I think how I would describe the fourth quarter of theirs is a lot more sort of one-time activity to prepare the company for us. So I think it would be the wrong thing to do to project their fourth quarter forward as a run rate.
AB: I wonder if you could talk a little bit more about wealth management. As you mentioned before, this deal grows UMB assets under management by about 32%. Was that a major motive for making this deal?
Kemper: Yeah, strategically the doubling of our retail business and growing our wealth management business were strategic drivers of doing it. So that allows us to invest in both those businesses more and more efficiently.
AB: And what in particular about wealth management is important, in your view?
Kemper: Well, it fits beautifully into the stack of things that we do well, and the client base that we have, where we can sell multiple products to the same client. So as a commercial bank, you are doing business with CFOs, C-suite people, controllers, treasurers, presidents, CEOs, chairmen, patriarchs, private equity people, etc. And when you’ve built relationships with them, then you have things to offer that can add value to their life, it’s easier to bolt those products into someone’s life when you already have a relationship.
AB: And you mentioned before that your footprint has expanded, from eight states to 13 states. I’m wondering, in the long run, what’s the goal here? Is it to ultimately reach all 50 states?
Kemper: Well, I think what we want to do is do what we do really well where we are. So we take the opportunity of the markets that we’re in to become a top player and integrate ourselves into the communities, and take our share, and be a top — ultimately, we’d like to be a top-10 player and in a perfect world, be a top-three player everywhere we do business. So that’s the intended goal.

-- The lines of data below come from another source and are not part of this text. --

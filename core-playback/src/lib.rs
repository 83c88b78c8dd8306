//! # Playback Data Path
//!
//! Builds the byte pipeline behind a video asset.
//!
//! ## Overview
//!
//! This module handles:
//! - Mapping a declared streaming format to a MIME hint
//! - HTTP upstream reads with per-asset headers and user agent
//! - A process-wide, unbounded disk cache indexed in SQLite
//! - Read-through caching that falls back to upstream on cache errors
//!
//! ## Usage
//!
//! ```rust,ignore
//! use core_playback::{AssetReference, PlatformContext, VideoAsset};
//!
//! # async fn example(platform: PlatformContext, reference: AssetReference) -> core_playback::Result<()> {
//! let asset = VideoAsset::try_from(reference)?;
//! let factory = asset.media_source_factory(&platform).await;
//! let source = factory.create_media_source();
//! let head = source.read(0, Some(64 * 1024)).await?;
//! # Ok(())
//! # }
//! ```

pub mod asset;
pub mod cache;
pub mod datasource;
pub mod error;
pub mod media_source;
pub mod platform;

pub use asset::{AssetReference, MediaDescriptor, StreamingFormat, VideoAsset};
pub use cache::{CacheConfig, CacheContext, DiskCache};
pub use datasource::{ByteStream, DataSource, DataSourceFactory, DataSpec, HttpUpstreamConfig};
pub use error::{PlaybackError, Result};
pub use media_source::{MediaSource, MediaSourceFactory};
pub use platform::PlatformContext;
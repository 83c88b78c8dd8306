//! HTTP upstream
//!
//! [`HttpUpstreamConfig`] is derived from an asset's header map and applied
//! to every request an [`HttpDataSource`] sends through the host
//! [`HttpClient`].

use super::{ByteStream, DataSource, DataSourceFactory, DataSpec};
use crate::error::{PlaybackError, Result};
use async_trait::async_trait;
use bridge_traits::{HttpClient, HttpRequest};
use bytes::Bytes;
use core_runtime::logging::{redact_headers, redact_url};
use futures::stream::{self, StreamExt, TryStreamExt};
use std::collections::HashMap;
use std::sync::Arc;
use std::time::Duration;
use tracing::{debug, instrument};

/// User agent sent when the asset headers carry none.
pub const DEFAULT_USER_AGENT: &str = concat!("video-platform-core/", env!("CARGO_PKG_VERSION"));

const USER_AGENT_HEADER: &str = "User-Agent";

/// Settings applied to every upstream HTTP request.
#[derive(Debug, Clone, PartialEq, Eq)]
pub struct HttpUpstreamConfig {
    pub user_agent: String,
    pub allow_cross_protocol_redirects: bool,
    /// Sent with every request.
    pub default_headers: HashMap<String, String>,
    pub timeout: Option<Duration>,
}

impl Default for HttpUpstreamConfig {
    fn default() -> Self {
        Self {
            user_agent: DEFAULT_USER_AGENT.to_string(),
            allow_cross_protocol_redirects: true,
            default_headers: HashMap::new(),
            timeout: None,
        }
    }
}

impl HttpUpstreamConfig {
    /// Build from an asset's header map.
    ///
    /// The user agent is the value under the exact key `"User-Agent"`, or
    /// [`DEFAULT_USER_AGENT`]. Cross-protocol redirects are always allowed.
    pub fn from_headers(headers: &HashMap<String, String>) -> Self {
        let user_agent = headers
            .get(USER_AGENT_HEADER)
            .cloned()
            .unwrap_or_else(|| DEFAULT_USER_AGENT.to_string());

        Self {
            user_agent,
            allow_cross_protocol_redirects: true,
            default_headers: headers.clone(),
            timeout: None,
        }
    }

    pub fn with_timeout(mut self, timeout: Duration) -> Self {
        self.timeout = Some(timeout);
        self
    }

    /// Headers for one request: the defaults plus the resolved user agent.
    pub fn request_headers(&self) -> HashMap<String, String> {
        let mut headers: HashMap<String, String> = self
            .default_headers
            .iter()
            .filter(|(name, _)| !name.eq_ignore_ascii_case(USER_AGENT_HEADER))
            .map(|(name, value)| (name.clone(), value.clone()))
            .collect();
        headers.insert(USER_AGENT_HEADER.to_string(), self.user_agent.clone());
        headers
    }
}

/// Creates [`HttpDataSource`]s sharing one client and configuration.
pub struct HttpDataSourceFactory {
    client: Arc<dyn HttpClient>,
    config: HttpUpstreamConfig,
}

impl HttpDataSourceFactory {
    pub fn new(client: Arc<dyn HttpClient>, config: HttpUpstreamConfig) -> Self {
        Self { client, config }
    }

    pub fn config(&self) -> &HttpUpstreamConfig {
        &self.config
    }
}

impl DataSourceFactory for HttpDataSourceFactory {
    fn create_data_source(&self) -> Box<dyn DataSource> {
        Box::new(HttpDataSource::new(self.client.clone(), self.config.clone()))
    }
}

/// Range reads over HTTP.
pub struct HttpDataSource {
    client: Arc<dyn HttpClient>,
    config: HttpUpstreamConfig,
}

impl HttpDataSource {
    pub fn new(client: Arc<dyn HttpClient>, config: HttpUpstreamConfig) -> Self {
        Self { client, config }
    }

    fn build_request(&self, spec: &DataSpec) -> HttpRequest {
        let mut request = HttpRequest::get(spec.uri.clone())
            .headers(self.config.request_headers())
            .allow_cross_protocol_redirects(self.config.allow_cross_protocol_redirects);

        let range = spec.byte_range();
        if !range.is_full() {
            request = request.range(range);
        }
        if let Some(timeout) = self.config.timeout {
            request = request.timeout(timeout);
        }
        request
    }
}

/// Progress through a body being clipped to the requested range.
struct ClipState {
    body: ByteStream,
    skip: u64,
    remaining: Option<u64>,
}

/// Drop the first `skip` bytes of `body` and end it after `limit` bytes.
fn clip_body(body: ByteStream, skip: u64, limit: Option<u64>) -> ByteStream {
    if skip == 0 && limit.is_none() {
        return body;
    }
    let state = ClipState {
        body,
        skip,
        remaining: limit,
    };
    Box::pin(stream::try_unfold(state, next_clipped))
}

async fn next_clipped(mut state: ClipState) -> Result<Option<(Bytes, ClipState)>> {
    loop {
        if state.remaining == Some(0) {
            return Ok(None);
        }
        let Some(mut chunk) = state.body.try_next().await? else {
            return Ok(None);
        };

        if state.skip > 0 {
            let dropped = state.skip.min(chunk.len() as u64);
            chunk = chunk.slice(dropped as usize..);
            state.skip -= dropped;
        }
        if chunk.is_empty() {
            continue;
        }
        if let Some(remaining) = state.remaining.as_mut() {
            let kept = (*remaining).min(chunk.len() as u64);
            chunk.truncate(kept as usize);
            *remaining -= kept;
        }
        return Ok(Some((chunk, state)));
    }
}

#[async_trait]
impl DataSource for HttpDataSource {
    #[instrument(skip_all, fields(uri = %redact_url(&spec.uri), position = spec.position, length = ?spec.length))]
    async fn open(&self, spec: &DataSpec) -> Result<ByteStream> {
        if spec.length == Some(0) {
            return Ok(stream::empty().boxed());
        }

        let request = self.build_request(spec);
        debug!(headers = %redact_headers(&request.headers), "Sending upstream request");

        let response = self.client.execute_stream(request).await?;

        // Asking past the end of the resource
        if response.is_range_not_satisfiable() && spec.position > 0 {
            debug!("Range not satisfiable, treating as end of resource");
            return Ok(stream::empty().boxed());
        }

        if !response.is_success() {
            return Err(PlaybackError::HttpStatus {
                status: response.status,
                url: redact_url(&response.final_url),
            });
        }

        // A 200 to a ranged request carries the whole resource
        let skip = if response.is_partial() { 0 } else { spec.position };
        debug!(status = response.status, skip, "Streaming upstream body");

        let body = response.body.map_err(PlaybackError::from).boxed();
        Ok(clip_body(body, skip, spec.length))
    }
}

#[cfg(test)]
mod tests {
    use super::*;

    fn chunked(parts: &[&'static str]) -> ByteStream {
        let chunks: Vec<Result<Bytes>> = parts
            .iter()
            .map(|part| Ok(Bytes::from_static(part.as_bytes())))
            .collect();
        Box::pin(stream::iter(chunks))
    }

    #[tokio::test]
    async fn test_clip_body_skips_and_limits_across_chunks() {
        let body = clip_body(chunked(&["0123", "4567", "89"]), 3, Some(4));
        let chunks: Vec<Bytes> = body.try_collect().await.unwrap();
        assert_eq!(chunks, vec![Bytes::from("3"), Bytes::from("456")]);

        let tail = clip_body(chunked(&["0123", "4567"]), 6, None);
        let chunks: Vec<Bytes> = tail.try_collect().await.unwrap();
        assert_eq!(chunks, vec![Bytes::from("67")]);

        let past_end = clip_body(chunked(&["0123"]), 10, Some(2));
        assert!(past_end.try_collect::<Vec<Bytes>>().await.unwrap().is_empty());
    }

    fn headers(pairs: &[(&str, &str)]) -> HashMap<String, String> {
        pairs
            .iter()
            .map(|(k, v)| (k.to_string(), v.to_string()))
            .collect()
    }

    #[test]
    fn test_user_agent_from_headers() {
        let config = HttpUpstreamConfig::from_headers(&headers(&[("User-Agent", "X")]));
        assert_eq!(config.user_agent, "X");
        assert!(config.allow_cross_protocol_redirects);
        assert_eq!(config.default_headers.len(), 1);
    }

    #[test]
    fn test_default_user_agent() {
        let config = HttpUpstreamConfig::from_headers(&HashMap::new());
        assert_eq!(config.user_agent, DEFAULT_USER_AGENT);
        assert!(DEFAULT_USER_AGENT.starts_with("video-platform-core/"));
        assert!(config.default_headers.is_empty());
        assert!(config.allow_cross_protocol_redirects);
    }

    #[test]
    fn test_user_agent_key_is_case_sensitive() {
        let config = HttpUpstreamConfig::from_headers(&headers(&[("user-agent", "lower")]));
        assert_eq!(config.user_agent, DEFAULT_USER_AGENT);

        // Only one user agent goes on the wire
        let request = config.request_headers();
        assert_eq!(request.len(), 1);
        assert_eq!(request.get("User-Agent").map(String::as_str), Some(DEFAULT_USER_AGENT));
    }

    #[test]
    fn test_request_headers_pass_through() {
        let config = HttpUpstreamConfig::from_headers(&headers(&[
            ("Accept-Language", "en"),
            ("User-Agent", "tv/1"),
        ]));
        let request = config.request_headers();

        assert_eq!(request.get("Accept-Language").map(String::as_str), Some("en"));
        assert_eq!(request.get("User-Agent").map(String::as_str), Some("tv/1"));
    }

    #[test]
    fn test_with_timeout() {
        let config = HttpUpstreamConfig::default().with_timeout(Duration::from_secs(5));
        assert_eq!(config.timeout, Some(Duration::from_secs(5)));
    }
}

There’s a lot we can do before we think about other states. And so, strategically, it would be to get better and more profitable where we are, take advantage of the markets we’re expanding into, and really hone in and really take our share and add value and really connect with the markets that we’re in. And then opportunistically, we keep our eye open for other opportunities.
AB: On a more personal note, I saw that you have a goal of reading the biography of every president. Do you have a favorite president so far?
Kemper: I’ve got three: Washington, Lincoln and Reagan. Adams is a close fourth, maybe.
AB: Do you feel like you’ve learned any leadership lessons by reading their biographies?
Kemper: I am a big fan of mistakes, not successes. And most biographies, most business books, are really mostly written about the successes, not so much the failures. So I’m always on the lookout for stuff I don’t like, more than I am the stuff I do like, because I think there’s more to be learned there. How do you avoid pitfalls? You study pitfalls.